Medical marijuana v. recreational use: NORML controversy, Colorado connection
The National Organization for the Reform of Marijuana Laws (NORML) is the country's most powerful cannabis advocacy organization, and it's long had a close link to Colorado, which hosted its 40th anniversary conference last year. But relations between NORML and Colorado's medical marijuana community are strained due to comments by executive director Allen St. Pierre that were perceived to be anti-MMJ -- observations that Denver attorney Warren Edson played a key role in making public.
Allen St. Pierre.
The focus of this dust-up is "Allen St. Pierre on Medical Marijuana," published by Steve Bloom's Celebstoner.com website on January 5. The piece, on view in its entirety below, begins with a bold statement: "Defending the 'medical' cannabis industry is so yesterday. Why not acknowledge the political and legal farce it is and focus on the real problem at hand: ending cannabis prohibition?" From there, St. Pierre describes medical marijuana as a "sham" on par with prescription alcohol during the 1920s liquor-prohibition era, accuses the MMJ industry of opposing broader legalization efforts like California's Proposition 19, and maintains that cannabis consumers should be able to get "good, affordable cannabis products without having to go through the insult and expense of 'qualifying' as a 'medical' patient by paying physicians and/or the state for some kind of get-out-of-jail-free card."
In the wake of these words, Edson, his wife Georgia and Mile High NORML director Scott Greene have resigned from the organization. But while the post makes it seem as if St. Pierre wrote an essay on the topic with the intention of widely disseminating his views, these remarks were never meant for public consumption. Instead, they were written as a note to James Clark, a California-based attorney who's part of a LISTSERV for the NORML legal committee -- an electronic mailing list whose members include approximately 450 lawyers across the country.
"I was in an airport in October," St. Pierre recalls, "and a cop in either Colorado or California had published a first-person account, a guest column about him getting a medical marijuana card. He wrote it up as you would expect a cop who doesn't like medical marijuana and thinks it's a farce would, and I posted it to the LISTSERV with no commentary, as I usually do. And this California lawyer [Clark] took umbrage to the fact that I'd posted it, saying, 'I can't believe NORML is not supportive of medical marijuana.' And what is being circulated now is my reply, written on a laptop in an airport terminal."
Not that St. Pierre repudiates the substance of the response. "My first major mistake was not being as articulate as I could by avoiding words like 'sham,' so that it wouldn't be seen as so offensive. And second, I should have thought a little bit more about some people on that list, who at the time were not detractors but would immediately become so -- which was the case of Warren and Georgia Edson. They 100 percent melted down."
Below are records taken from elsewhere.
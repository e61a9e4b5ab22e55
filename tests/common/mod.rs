//! Shared utilities for integration tests.

use axum::body::{to_bytes, Body};
use axum::http::{HeaderMap, Request, StatusCode};
use axum::Router;
use tower::ServiceExt;

use routekit::{AppServer, ServerConfig};

/// Response captured from an in-process request.
pub struct TestResponse {
    pub status: StatusCode,
    pub headers: HeaderMap,
    pub body: String,
}

impl TestResponse {
    #[allow(dead_code)]
    pub fn json(&self) -> serde_json::Value {
        serde_json::from_str(&self.body).unwrap()
    }

    #[allow(dead_code)]
    pub fn content_type(&self) -> &str {
        self.headers
            .get("content-type")
            .and_then(|v| v.to_str().ok())
            .unwrap_or_default()
    }
}

/// Router for a server built from the default config.
#[allow(dead_code)]
pub fn default_router() -> Router {
    AppServer::new(&ServerConfig::default()).router()
}

/// Send one request through `router` and collect the response.
pub async fn send(router: Router, request: Request<Body>) -> TestResponse {
    let response = router.oneshot(request).await.unwrap();
    let status = response.status();
    let headers = response.headers().clone();
    let bytes = to_bytes(response.into_body(), 1024 * 1024).await.unwrap();
    TestResponse {
        status,
        headers,
        body: String::from_utf8(bytes.to_vec()).unwrap(),
    }
}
A larger look at Allen St. Pierre.
Warren Edson doesn't deny being upset by St. Pierre's characterizations, some of which he shared on his Facebook page. "We had a NORML conference in April where my clients and patients had pulled things together and put on what we thought was a heck of an event, only to have Allen call my clients and friends profiteers," he maintains. "And that's not what the industry is like here. No one's buying chunks of gold nuggets with medical marijuana profits. And they said the industry is against legalization, and when that kind of statement is made so broadly, it just isn't true." For instance, Georgia is a very public supporter of the Regulate Marijuana Like Alcohol Act, which is all but certainly bound for the November ballot.
While the back-and-forths soon began to escalate, Edson says he tried to be patient: "I waited for about three weeks, hoping NORML would clarify its position -- maybe limit the comments to one state or particular instances, as opposed to the whole medical cannabis industry."
In St. Pierre's opinion, this wasn't necessary, since his note was obviously a critique of excesses in California's medical marijuana business. He says he was shocked someone from Colorado could take it so personally. But that wasn't clear to Edson, who ultimately concluded that "not only was NORML focusing on legalization, but they were going to firebomb medicinal on the way out the door."